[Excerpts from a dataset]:
-------

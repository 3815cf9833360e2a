//! Persisted conditional-dependency rows → condition tree
//!
//! Rows reference their parent by id. Assembly rejects everything that is
//! not a single well-formed tree: duplicate ids, dangling parents, cycles,
//! rows unreachable from a root, and leaves or groups missing their fields.
//! The finished tree is built through the validating constructors.

use crate::error::{Result, SdkError};
use gatekeep_core::{ConditionGroup, ConditionLeaf, ConditionNode, GroupOperator, Operator, Value};
use serde::{Deserialize, Serialize};
use std::collections::{HashMap, HashSet};

/// Deepest nesting accepted from persisted rows
pub const MAX_TREE_DEPTH: usize = 64;

/// Row kind
#[derive(Debug, Clone, Copy, PartialEq, Eq, Serialize, Deserialize)]
#[serde(rename_all = "lowercase")]
pub enum ConditionType {
    Leaf,
    Group,
}

/// One persisted conditional-dependency row
#[derive(Debug, Clone, PartialEq, Serialize, Deserialize)]
pub struct ConditionalDependencyRow {
    pub id: String,
    #[serde(default)]
    pub parent_id: Option<String>,
    pub condition_type: ConditionType,
    #[serde(default)]
    pub field_address: Option<String>,
    /// Operator name as stored; parsed during assembly
    #[serde(default)]
    pub operator: Option<String>,
    #[serde(default)]
    pub value: Option<Value>,
    #[serde(default)]
    pub logical_operator: Option<String>,
    #[serde(default)]
    pub sort_order: i64,
}

impl ConditionalDependencyRow {
    /// Leaf row
    pub fn leaf(
        id: impl Into<String>,
        parent_id: Option<&str>,
        field_address: impl Into<String>,
        operator: Operator,
        value: Option<Value>,
    ) -> Self {
        Self {
            id: id.into(),
            parent_id: parent_id.map(str::to_string),
            condition_type: ConditionType::Leaf,
            field_address: Some(field_address.into()),
            operator: Some(operator.to_string()),
            value,
            logical_operator: None,
            sort_order: 0,
        }
    }

    /// Group row
    pub fn group(id: impl Into<String>, parent_id: Option<&str>, logical: GroupOperator) -> Self {
        Self {
            id: id.into(),
            parent_id: parent_id.map(str::to_string),
            condition_type: ConditionType::Group,
            field_address: None,
            operator: None,
            value: None,
            logical_operator: Some(logical.as_str().to_string()),
            sort_order: 0,
        }
    }

    pub fn with_sort_order(mut self, sort_order: i64) -> Self {
        self.sort_order = sort_order;
        self
    }
}

fn invalid(msg: impl Into<String>) -> SdkError {
    SdkError::InvalidDependencyRows(msg.into())
}

fn ordered<'r>(mut rows: Vec<&'r ConditionalDependencyRow>) -> Vec<&'r ConditionalDependencyRow> {
    rows.sort_by(|a, b| a.sort_order.cmp(&b.sort_order).then_with(|| a.id.cmp(&b.id)));
    rows
}

struct Assembler<'r> {
    children: HashMap<&'r str, Vec<&'r ConditionalDependencyRow>>,
    visited: HashSet<&'r str>,
}

impl<'r> Assembler<'r> {
    fn build(&mut self, row: &'r ConditionalDependencyRow, depth: usize) -> Result<ConditionNode> {
        if depth > MAX_TREE_DEPTH {
            return Err(invalid(format!(
                "row '{}' is nested deeper than {}",
                row.id, MAX_TREE_DEPTH
            )));
        }
        if !self.visited.insert(row.id.as_str()) {
            return Err(invalid(format!("cycle through row '{}'", row.id)));
        }

        let children = self.children.get(row.id.as_str()).cloned().unwrap_or_default();
        match row.condition_type {
            ConditionType::Leaf => {
                if !children.is_empty() {
                    return Err(invalid(format!("leaf row '{}' has children", row.id)));
                }
                let address = row
                    .field_address
                    .as_deref()
                    .ok_or_else(|| invalid(format!("leaf row '{}' has no field_address", row.id)))?;
                let operator: Operator = row
                    .operator
                    .as_deref()
                    .ok_or_else(|| invalid(format!("leaf row '{}' has no operator", row.id)))?
                    .parse()?;
                Ok(ConditionLeaf::new(address, operator, row.value.clone())?.into())
            }
            ConditionType::Group => {
                let logical: GroupOperator = row
                    .logical_operator
                    .as_deref()
                    .ok_or_else(|| {
                        invalid(format!("group row '{}' has no logical_operator", row.id))
                    })?
                    .parse()?;
                let mut nodes = Vec::with_capacity(children.len());
                for child in children {
                    nodes.push(self.build(child, depth + 1)?);
                }
                Ok(ConditionGroup::new(logical, nodes)?.into())
            }
        }
    }
}

/// Assemble persisted rows into one condition tree.
///
/// Children are ordered by `sort_order`, then id. Several root rows are
/// combined under an implicit `and`.
pub fn build_condition_tree(rows: &[ConditionalDependencyRow]) -> Result<ConditionNode> {
    if rows.is_empty() {
        return Err(invalid("no rows"));
    }

    let mut ids: HashSet<&str> = HashSet::with_capacity(rows.len());
    for row in rows {
        if !ids.insert(row.id.as_str()) {
            return Err(invalid(format!("duplicate row id '{}'", row.id)));
        }
    }

    let mut children: HashMap<&str, Vec<&ConditionalDependencyRow>> = HashMap::new();
    let mut roots = Vec::new();
    for row in rows {
        match row.parent_id.as_deref() {
            None => roots.push(row),
            Some(parent) if !ids.contains(parent) => {
                return Err(invalid(format!(
                    "row '{}' references missing parent '{}'",
                    row.id, parent
                )))
            }
            Some(parent) => children.entry(parent).or_default().push(row),
        }
    }
    if roots.is_empty() {
        return Err(invalid("no root row; every row has a parent"));
    }

    let mut assembler = Assembler {
        children: children
            .into_iter()
            .map(|(parent, rows)| (parent, ordered(rows)))
            .collect(),
        visited: HashSet::with_capacity(rows.len()),
    };
    let mut nodes = Vec::new();
    for root in ordered(roots) {
        nodes.push(assembler.build(root, 0)?);
    }

    if assembler.visited.len() != rows.len() {
        let mut unreachable: Vec<&str> = rows
            .iter()
            .map(|r| r.id.as_str())
            .filter(|id| !assembler.visited.contains(id))
            .collect();
        unreachable.sort_unstable();
        return Err(invalid(format!(
            "rows not reachable from a root: {}",
            unreachable.join(", ")
        )));
    }

    tracing::debug!("assembled condition tree from {} rows", rows.len());
    if nodes.len() == 1 {
        return Ok(nodes.remove(0));
    }
    Ok(ConditionNode::and(nodes)?)
}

-------

Copy out every line of the data that includes the word "ConditionalDependencyRow".

pub struct ConditionalDependencyRow {
impl ConditionalDependencyRow {
fn ordered<'r>(mut rows: Vec<&'r ConditionalDependencyRow>) -> Vec<&'r ConditionalDependencyRow> {
    children: HashMap<&'r str, Vec<&'r ConditionalDependencyRow>>,
    fn build(&mut self, row: &'r ConditionalDependencyRow, depth: usize) -> Result<ConditionNode> {
pub fn build_condition_tree(rows: &[ConditionalDependencyRow]) -> Result<ConditionNode> {
    let mut children: HashMap<&str, Vec<&ConditionalDependencyRow>> = HashMap::new();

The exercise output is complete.